If life gives you lemons, make sure you’ve got some vodka in the freezer, because lemonade without vodka is boring.
Posted by wendy on 2011/03/30
Occasionally, I like to look on the bright side of my situation. So, today, I am going to make some hard lemonade and share it with you.
I have discovered an unending wellspring of support and love in both likely and unlikely places. People I’ve never met have knitted me hats, sent me little gifts and cards to cheer me up–I’ve had countless emails offering support and well-wishes from so many people–it’s humbling and overwhelming and nearly impossible to articulate how appreciative I am and how much of my strength has come from this knowledge.
Along those lines..I’ve met the most amazing women since this happened. Women who’ve been through it, women who are going through it–they make me laugh and think and they give me hope. I really love that. Granted, I have no doubt we’d all much rather be able to bond over our love of shoes/scrapbooking/stamp collections/whatever, but just the same, I’m glad to have found them.
I no longer have to shop in expensive specialty shops for bras. That first trip into Victoria’s Secret to buy a cute little padded bra (courtesy of my fabulous friend, Brenda, who immediately sent me a gift certificate when she found out about my diagnosis and pending surgery)? Well, that was super fun. And, then–a huge revelation for me was finding a Calvin Klein bra for $6.99 in TJ Maxx. INSANE, people. I used to pay $60 for my bras on a good sale day. I love that I can walk into Target and pull a cute little 36C off the rack for $10.

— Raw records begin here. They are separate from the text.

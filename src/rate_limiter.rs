/// 速率限制器模块
///
/// 使用 token bucket 算法限制新连接的接入速率
use anyhow::{Context, Result};
use governor::{
    clock::{Clock, DefaultClock},
    state::{InMemoryState, NotKeyed},
    Quota, RateLimiter as GovernorLimiter,
};
use std::num::NonZeroU32;
use std::sync::Arc;
use std::time::Duration;

use crate::config::RateLimitConfig;

/// 速率限制器包装器
#[derive(Clone)]
pub struct RateLimiter {
    inner: Arc<GovernorLimiter<NotKeyed, InMemoryState, DefaultClock>>,
    config: RateLimitConfig,
}

impl RateLimiter {
    /// 创建新的速率限制器
    pub fn new(config: &RateLimitConfig) -> Result<Self> {
        let rate = NonZeroU32::new(config.requests_per_second)
            .context("rate_limit.requests_per_second must be greater than 0")?;
        let burst = NonZeroU32::new(config.burst_size)
            .context("rate_limit.burst_size must be greater than 0")?;

        let quota = Quota::per_second(rate).allow_burst(burst);

        Ok(Self {
            inner: Arc::new(GovernorLimiter::direct(quota)),
            config: config.clone(),
        })
    }

    /// 尝试获取一个令牌（非阻塞）
    /// 返回 Ok(()) 如果允许连接，否则返回 Err(Duration) 表示需要等待的时间
    pub fn check(&self) -> std::result::Result<(), Duration> {
        match self.inner.check() {
            Ok(_) => Ok(()),
            Err(not_until) => Err(not_until.wait_time_from(DefaultClock::default().now())),
        }
    }

    /// 获取配置信息
    pub fn config(&self) -> &RateLimitConfig {
        &self.config
    }
}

And, clothes! ooo..I’ve discovered that my inner fashionista is actually coming out to play more and more. When you don’t have any hair, you’ve gotta work everything else just a wee bit more, I think. And, there is the added bonus that my wig is already styled, so the usual half-hour/hour I used to spend on my hair before going out has been cut to pretty much nothing. I’ve always been pretty firmly against showing up at Walmart or the grocery store in your sweats (Seriously–M makes fun of me because he says I dress up for doctor’s appointments like I’m going on a date–he’s not entirely wrong, although I’m less likely to wear my super sexy lacy bras to see my oncologist. I like her a lot, but not *that* much), but I’ve discovered I pay even more attention now. I’ve become very detail-oriented with jewelry, shoes, bags. I like exploring this side of me.
I’ve also found this experience to be a validation of the lifestyle changes I made last year. 2010, aka The Year of Getting Fit, was an important year for me. Had I not lost weight, I may not have found the lump in my breast. All those months of daily workouts and getting in shape were instrumental in my ability to heal quickly from my surgeries, and I firmly believe that it’s made chemo much easier for me than it otherwise would have been.

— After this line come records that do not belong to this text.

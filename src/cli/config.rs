use anyhow::{Context, Result};
use serde::Serialize;
use std::path::{Path, PathBuf};

use crate::config::RelayConfig;

#[derive(Serialize)]
struct CheckResult {
    valid: bool,
    #[serde(skip_serializing_if = "Vec::is_empty")]
    warnings: Vec<String>,
    #[serde(skip_serializing_if = "Option::is_none")]
    error: Option<String>,
    details: serde_json::Value,
}

/// Expand path with tilde (~) and make it absolute
pub fn expand_path(path: &str) -> Result<String> {
    let expanded = shellexpand::tilde(path);
    let path_buf = PathBuf::from(expanded.as_ref());

    if path_buf.is_absolute() {
        Ok(expanded.into_owned())
    } else {
        // Convert relative path to absolute
        std::env::current_dir()
            .context("Failed to get current directory")?
            .join(&path_buf)
            .to_str()
            .map(|s| s.to_string())
            .ok_or_else(|| anyhow::anyhow!("Invalid path: {}", path))
    }
}

/// 展开 TLS 文件路径中的 ~
pub fn expand_tls_paths(config: &mut RelayConfig) {
    fn tilde(path: &Path) -> PathBuf {
        match path.to_str() {
            Some(s) => PathBuf::from(shellexpand::tilde(s).as_ref()),
            None => path.to_path_buf(),
        }
    }

    config.tls.cert_path = tilde(&config.tls.cert_path);
    config.tls.key_path = tilde(&config.tls.key_path);
    if let Some(ref ca) = config.tls.ca_cert_path {
        config.tls.ca_cert_path = Some(tilde(ca));
    }
}

/// 收集配置中需要提醒用户的问题
fn collect_warnings(config: &RelayConfig) -> Vec<String> {
    let mut warnings = Vec::new();

    if !config.tls.cert_path.exists() {
        warnings.push(format!(
            "Certificate file not found: {:?}",
            config.tls.cert_path
        ));
    }
    if !config.tls.key_path.exists() {
        warnings.push(format!("Key file not found: {:?}", config.tls.key_path));
    }
    if let Some(ref ca) = config.tls.ca_cert_path {
        if !ca.exists() {
            warnings.push(format!("CA certificate file not found: {:?}", ca));
        }
    }
    if config.tls.skip_verify {
        warnings.push("Backend certificate verification is disabled (skip_verify)".to_string());
    }

    warnings
}

fn verify_mode(config: &RelayConfig) -> String {
    if config.tls.skip_verify {
        "disabled".to_string()
    } else if let Some(anchor) = config.tls.trust_anchor() {
        format!("trust anchor {:?}", anchor)
    } else {
        "system roots".to_string()
    }
}

/// Check configuration file format
pub fn check_config(config_path: &str, format: &str) -> Result<()> {
    let path = Path::new(config_path);

    // Check if file exists
    if !path.exists() {
        if format == "json" {
            let result = CheckResult {
                valid: false,
                warnings: vec![],
                error: Some(format!("Configuration file not found: {}", config_path)),
                details: serde_json::json!({}),
            };
            println!("{}", serde_json::to_string_pretty(&result)?);
        } else {
            println!("✗ Configuration file not found: {}", config_path);
        }
        anyhow::bail!("Configuration file not found: {}", config_path);
    }

    if format == "text" {
        println!("Checking configuration file: {}\n", config_path);
    }

    let mut config = match RelayConfig::load(config_path) {
        Ok(config) => config,
        Err(e) => {
            if format == "json" {
                let result = CheckResult {
                    valid: false,
                    warnings: vec![],
                    error: Some(format!("{:#}", e)),
                    details: serde_json::json!({}),
                };
                println!("{}", serde_json::to_string_pretty(&result)?);
            } else {
                println!("✗ Configuration validation failed!");
                println!("\nError details:");
                println!("{:#}", e);

                println!("\nCommon issues:");
                println!("  1. Check TOML syntax (brackets, quotes, commas)");
                println!("  2. Verify section names: [listen] [backend] [tls] [relay] [rate_limit]");
                println!("  3. Ensure port numbers are valid (1-65535)");
                println!("  4. relay.buffer_size must be between 16 KiB and 16 MiB");
            }
            return Err(e);
        }
    };
    expand_tls_paths(&mut config);

    let warnings = collect_warnings(&config);

    if format == "json" {
        let result = CheckResult {
            valid: true,
            warnings,
            error: None,
            details: serde_json::json!({
                "listen": config.listen.socket_addr(),
                "backend": config.backend.socket_addr(),
                "server_name": config.backend.verify_name(),
                "cert_path": config.tls.cert_path,
                "key_path": config.tls.key_path,
                "verify": verify_mode(&config),
                "buffer_size": config.relay.buffer_size,
                "write_retry_limit": config.relay.write_retry_limit,
                "write_timeout_ms": config.relay.write_timeout_ms,
                "idle_timeout_ms": config.relay.idle_timeout_ms,
                "rate_limit": config.rate_limit,
            }),
        };
        println!("{}", serde_json::to_string_pretty(&result)?);
    } else {
        println!("✓ Listen address: {}", config.listen.socket_addr());
        println!("✓ Backend: {}", config.backend.socket_addr());
        println!("✓ Backend server name: {}", config.backend.verify_name());
        println!("✓ Certificate path: {:?}", config.tls.cert_path);
        println!("✓ Key path: {:?}", config.tls.key_path);
        println!("✓ Backend verification: {}", verify_mode(&config));
        println!("✓ Buffer size: {} bytes", config.relay.buffer_size);
        println!("✓ Write timeout: {} ms", config.relay.write_timeout_ms);
        match config.relay.idle_timeout_ms {
            Some(ms) => println!("✓ Idle timeout: {} ms", ms),
            None => println!("✓ Idle timeout: none"),
        }
        if let Some(ref rate_limit) = config.rate_limit {
            println!(
                "✓ Rate limit: {} per second, burst {}",
                rate_limit.requests_per_second, rate_limit.burst_size
            );
        }
        for warning in &warnings {
            println!("⚠ Warning: {}", warning);
        }
        println!("\n✓ Relay configuration is valid!");
    }

    Ok(())
}

#[cfg(test)]
mod tests {
    use super::*;

    #[test]
    fn test_expand_path_makes_absolute() {
        let expanded = expand_path("relay.toml").unwrap();
        assert!(Path::new(&expanded).is_absolute());
        assert!(expanded.ends_with("relay.toml"));
    }

    #[test]
    fn test_check_missing_file() {
        assert!(check_config("/nonexistent/relay.toml", "text").is_err());
        assert!(check_config("/nonexistent/relay.toml", "json").is_err());
    }

    #[test]
    fn test_check_valid_and_invalid_files() {
        let dir = std::env::temp_dir();
        let valid = dir.join(format!("relay-check-valid-{}.toml", std::process::id()));
        let invalid = dir.join(format!("relay-check-invalid-{}.toml", std::process::id()));
        std::fs::write(&valid, "[backend]\nport = 9443\n").unwrap();
        std::fs::write(&invalid, "[relay]\nbuffer_size = 10\n").unwrap();

        assert!(check_config(valid.to_str().unwrap(), "json").is_ok());
        assert!(check_config(invalid.to_str().unwrap(), "text").is_err());

        let _ = std::fs::remove_file(valid);
        let _ = std::fs::remove_file(invalid);
    }

    #[test]
    fn test_collect_warnings() {
        let mut config = RelayConfig::default();
        config.tls.cert_path = PathBuf::from("/nonexistent/cert.pem");
        config.tls.key_path = PathBuf::from("/nonexistent/key.pem");
        config.tls.skip_verify = true;

        let warnings = collect_warnings(&config);
        assert_eq!(warnings.len(), 3);
        assert_eq!(verify_mode(&config), "disabled");
    }
}
use serde::{Deserialize, Serialize};
use std::sync::atomic::{AtomicU64, Ordering};
use std::sync::Arc;
use std::time::SystemTime;

use crate::relay::Transferred;

/// Statistics snapshot for the relay
#[derive(Debug, Clone, Default, PartialEq, Eq, Serialize, Deserialize)]
pub struct StatsSnapshot {
    /// Total number of accepted connections
    pub total_connections: u64,
    /// Currently active connections
    pub active_connections: u64,
    /// Connections rejected by the rate limiter
    pub rate_limited: u64,
    /// Failed inbound or outbound handshakes
    pub failed_handshakes: u64,
    /// Failed backend connects
    pub backend_connect_failures: u64,
    /// Total bytes relayed from clients to the backend
    pub bytes_client_to_backend: u64,
    /// Total bytes relayed from the backend to clients
    pub bytes_backend_to_client: u64,
    /// Timestamp when the relay started (Unix timestamp)
    pub start_time: u64,
}

#[derive(Debug, Default)]
struct Counters {
    total_connections: AtomicU64,
    active_connections: AtomicU64,
    rate_limited: AtomicU64,
    failed_handshakes: AtomicU64,
    backend_connect_failures: AtomicU64,
    bytes_client_to_backend: AtomicU64,
    bytes_backend_to_client: AtomicU64,
}

/// Statistics tracker shared by all relay instances
#[derive(Debug, Clone)]
pub struct RelayStats {
    counters: Arc<Counters>,
    start_time: u64,
}

impl RelayStats {
    pub fn new() -> Self {
        Self {
            counters: Arc::new(Counters::default()),
            start_time: SystemTime::now()
                .duration_since(SystemTime::UNIX_EPOCH)
                .map(|d| d.as_secs())
                .unwrap_or_default(),
        }
    }

    /// Register a new connection; the returned guard marks it ended on drop
    pub fn connection_started(&self) -> ConnectionGuard {
        self.counters
            .total_connections
            .fetch_add(1, Ordering::Relaxed);
        self.counters
            .active_connections
            .fetch_add(1, Ordering::AcqRel);
        ConnectionGuard {
            stats: self.clone(),
        }
    }

    fn connection_ended(&self) {
        self.counters
            .active_connections
            .fetch_sub(1, Ordering::AcqRel);
    }

    pub fn record_rate_limited(&self) {
        self.counters.rate_limited.fetch_add(1, Ordering::Relaxed);
    }

    pub fn record_handshake_failure(&self) {
        self.counters
            .failed_handshakes
            .fetch_add(1, Ordering::Relaxed);
    }

    pub fn record_backend_connect_failure(&self) {
        self.counters
            .backend_connect_failures
            .fetch_add(1, Ordering::Relaxed);
    }

    /// Add the bytes moved by one relay instance
    pub fn add_transferred(&self, transferred: &Transferred) {
        self.counters
            .bytes_client_to_backend
            .fetch_add(transferred.client_to_backend, Ordering::Relaxed);
        self.counters
            .bytes_backend_to_client
            .fetch_add(transferred.backend_to_client, Ordering::Relaxed);
    }

    /// Currently active connections
    pub fn active_connections(&self) -> u64 {
        self.counters.active_connections.load(Ordering::Acquire)
    }

    /// Get current snapshot of stats
    pub fn snapshot(&self) -> StatsSnapshot {
        let c = &self.counters;
        StatsSnapshot {
            total_connections: c.total_connections.load(Ordering::Relaxed),
            active_connections: c.active_connections.load(Ordering::Acquire),
            rate_limited: c.rate_limited.load(Ordering::Relaxed),
            failed_handshakes: c.failed_handshakes.load(Ordering::Relaxed),
            backend_connect_failures: c.backend_connect_failures.load(Ordering::Relaxed),
            bytes_client_to_backend: c.bytes_client_to_backend.load(Ordering::Relaxed),
            bytes_backend_to_client: c.bytes_backend_to_client.load(Ordering::Relaxed),
            start_time: self.start_time,
        }
    }
}

impl Default for RelayStats {
    fn default() -> Self {
        Self::new()
    }
}

/// Guard that decrements the active connection count on drop
#[derive(Debug)]
pub struct ConnectionGuard {
    stats: RelayStats,
}

impl Drop for ConnectionGuard {
    fn drop(&mut self) {
        self.stats.connection_ended();
    }
}

#[cfg(test)]
mod tests {
    use super::*;

    #[test]
    fn test_connection_guard() {
        let stats = RelayStats::new();

        let first = stats.connection_started();
        let second = stats.connection_started();
        assert_eq!(stats.active_connections(), 2);

        drop(first);
        assert_eq!(stats.active_connections(), 1);
        drop(second);

        let snapshot = stats.snapshot();
        assert_eq!(snapshot.total_connections, 2);
        assert_eq!(snapshot.active_connections, 0);
    }

    #[test]
    fn test_counters_are_shared_between_clones() {
        let stats = RelayStats::new();
        let clone = stats.clone();

        clone.record_handshake_failure();
        clone.record_backend_connect_failure();
        clone.record_rate_limited();
        clone.add_transferred(&Transferred {
            client_to_backend: 10,
            backend_to_client: 32,
        });

        let snapshot = stats.snapshot();
        assert_eq!(snapshot.failed_handshakes, 1);
        assert_eq!(snapshot.backend_connect_failures, 1);
        assert_eq!(snapshot.rate_limited, 1);
        assert_eq!(snapshot.bytes_client_to_backend, 10);
        assert_eq!(snapshot.bytes_backend_to_client, 32);
        assert!(snapshot.start_time > 0);
    }

    #[test]
    fn test_snapshot_serializes() {
        let json = serde_json::to_string(&RelayStats::new().snapshot()).unwrap();
        assert!(json.contains("\"active_connections\":0"));
    }
}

Artistically, it’s been fun to play around with my shiny bald head. One does not get the opportunity to bedazzle one’s head very often, I think. There are days I cannot face a camera, but the times that I have felt well enough to do it, I’ve been pretty pleased with the results–and since I am freakishly into documenting stuff, I think it will be nice to have something to look back on and smile about.
So, you know–good things have come from this. I try to keep that in mind when I start to feel dark.